I missed it by choice, although I did catch Margaret Bett‘s Novitiate, the other erotic-nun flick at Sundance ’17. But wait — I finally saw The Little Hours last night, or around 1 am rather, on the Macbook Pro. I did so in order to take part in a Little Hours press day starting at 3 pm.
The Little Hours is set in 14th Century Italy, but the actors all talk and behave like they time-traveled in from 2017 America. This is the basic joke — nobody’s really part of this realm, screw verisimilitude, pretending to be Italian nuns from 700 years ago will just get in the way, they’re just acting in Baena’s film for three or four weeks.

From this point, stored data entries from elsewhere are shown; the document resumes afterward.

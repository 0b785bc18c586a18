//! Component registry.
//!
//! Holds the currently registered components, keyed by name, in
//! registration order. The mediator owns exactly one registry and only
//! ever reads it through [`ComponentRegistry::list`], which hands out an
//! independent snapshot.
//!
//! ```text
//! register(Toolbar) ──► [Toolbar]
//! register(Grid)    ──► [Toolbar, Grid]
//! list()            ──► snapshot [Toolbar, Grid]   (unaffected by later changes)
//! unregister(Toolbar) ► [Grid]
//! ```

use specbus_component::Component;
use specbus_types::ErrorCode;
use std::sync::Arc;
use thiserror::Error;
use tracing::debug;

/// Registry error.
///
/// | Variant | Code | Recoverable |
/// |---------|------|-------------|
/// | `Duplicate` | `REGISTRY_DUPLICATE_COMPONENT` | No |
#[derive(Debug, Clone, PartialEq, Eq, Error)]
pub enum RegistryError {
    /// A component with this name is already registered.
    #[error("component already registered: {0}")]
    Duplicate(String),
}

impl ErrorCode for RegistryError {
    fn code(&self) -> &'static str {
        match self {
            Self::Duplicate(_) => "REGISTRY_DUPLICATE_COMPONENT",
        }
    }

    fn is_recoverable(&self) -> bool {
        false
    }
}

/// Name-keyed, insertion-ordered set of registered components.
#[derive(Default)]
pub struct ComponentRegistry {
    entries: Vec<Arc<dyn Component>>,
}

impl ComponentRegistry {
    /// Creates an empty registry.
    #[must_use]
    pub fn new() -> Self {
        Self::default()
    }

    /// Inserts a component under its name.
    ///
    /// # Errors
    ///
    /// Returns [`RegistryError::Duplicate`] if the name is taken; the
    /// registry is left unchanged.
    pub fn register(&mut self, component: Arc<dyn Component>) -> Result<(), RegistryError> {
        if self.contains(component.name()) {
            return Err(RegistryError::Duplicate(component.name().to_string()));
        }

        debug!(component = %component.name(), code = %component.code(), "Registry insert");
        self.entries.push(component);
        Ok(())
    }

    /// Removes the component named `name`.
    ///
    /// Absence is not an error: repeated teardown is expected, so it is
    /// logged and `None` returned.
    pub fn unregister(&mut self, name: &str) -> Option<Arc<dyn Component>> {
        match self.position(name) {
            Some(idx) => {
                debug!(component = %name, "Registry remove");
                Some(self.entries.remove(idx))
            }
            None => {
                debug!(component = %name, "Registry remove skipped: not registered");
                None
            }
        }
    }

    /// Returns an independent snapshot in registration order.
    #[must_use]
    pub fn list(&self) -> Vec<Arc<dyn Component>> {
        self.entries.clone()
    }

    /// Returns the component named `name`.
    #[must_use]
    pub fn get(&self, name: &str) -> Option<Arc<dyn Component>> {
        self.position(name).map(|idx| Arc::clone(&self.entries[idx]))
    }

    /// Returns `true` if `name` is registered.
    #[must_use]
    pub fn contains(&self, name: &str) -> bool {
        self.position(name).is_some()
    }

    /// Returns the registered names in registration order.
    #[must_use]
    pub fn names(&self) -> Vec<String> {
        self.entries.iter().map(|c| c.name().to_string()).collect()
    }

    /// Returns the number of registered components.
    #[must_use]
    pub fn len(&self) -> usize {
        self.entries.len()
    }

    /// Returns `true` if nothing is registered.
    #[must_use]
    pub fn is_empty(&self) -> bool {
        self.entries.is_empty()
    }

    /// Removes and returns every component, most recently registered first.
    pub fn drain_reverse(&mut self) -> Vec<Arc<dyn Component>> {
        let mut drained: Vec<Arc<dyn Component>> = self.entries.drain(..).collect();
        drained.reverse();
        drained
    }

    fn position(&self, name: &str) -> Option<usize> {
        self.entries.iter().position(|c| c.name() == name)
    }
}

impl std::fmt::Debug for ComponentRegistry {
    fn fmt(&self, f: &mut std::fmt::Formatter<'_>) -> std::fmt::Result {
        f.debug_struct("ComponentRegistry")
            .field("names", &self.names())
            .finish()
    }
}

It’s not too bad if you don’t care that much. If you’re willing to just sit back, I mean, and say “fuck it…these guys are just goofing off, making a 21st Century American colloquial version as no one would pay to see a straight-faced version.” Or something like that. And they’re right — nobody would pay to see a 14th Century version.
The Little Hours Wiki synopsis reads as follows: “A young servant (Dave Franco) flees from his master (Nick Offerman) and takes refuge at a convent full of nuns.” Wiki doesn’t explain that Franco initially pretends to be “deaf and dumb”, and that he gets to boink most of the nuns. But he does both of these things.
The Little Hours runs 90 minutes, but — this is the interesting part — almost the exact same tale was told in ten minutes’ time in Pier Paolo Pasolini‘s The Decameron (’71).
A summary of the second episode in The Decameron reads as follows: “A young man, Masetto da Lamporecchio, is encouraged by some nuns in a convent to have sex with them. In fact, the young man already had this idea, pretending to be deaf and dumb. But the sisters prove insatiable, and the young man finally breaks his silence to protest that he cannot keep up with their demands.
“The mother prioress declares his sudden ability to speak a miracle from God, but this is merely an excuse to keep the young man at the convent.”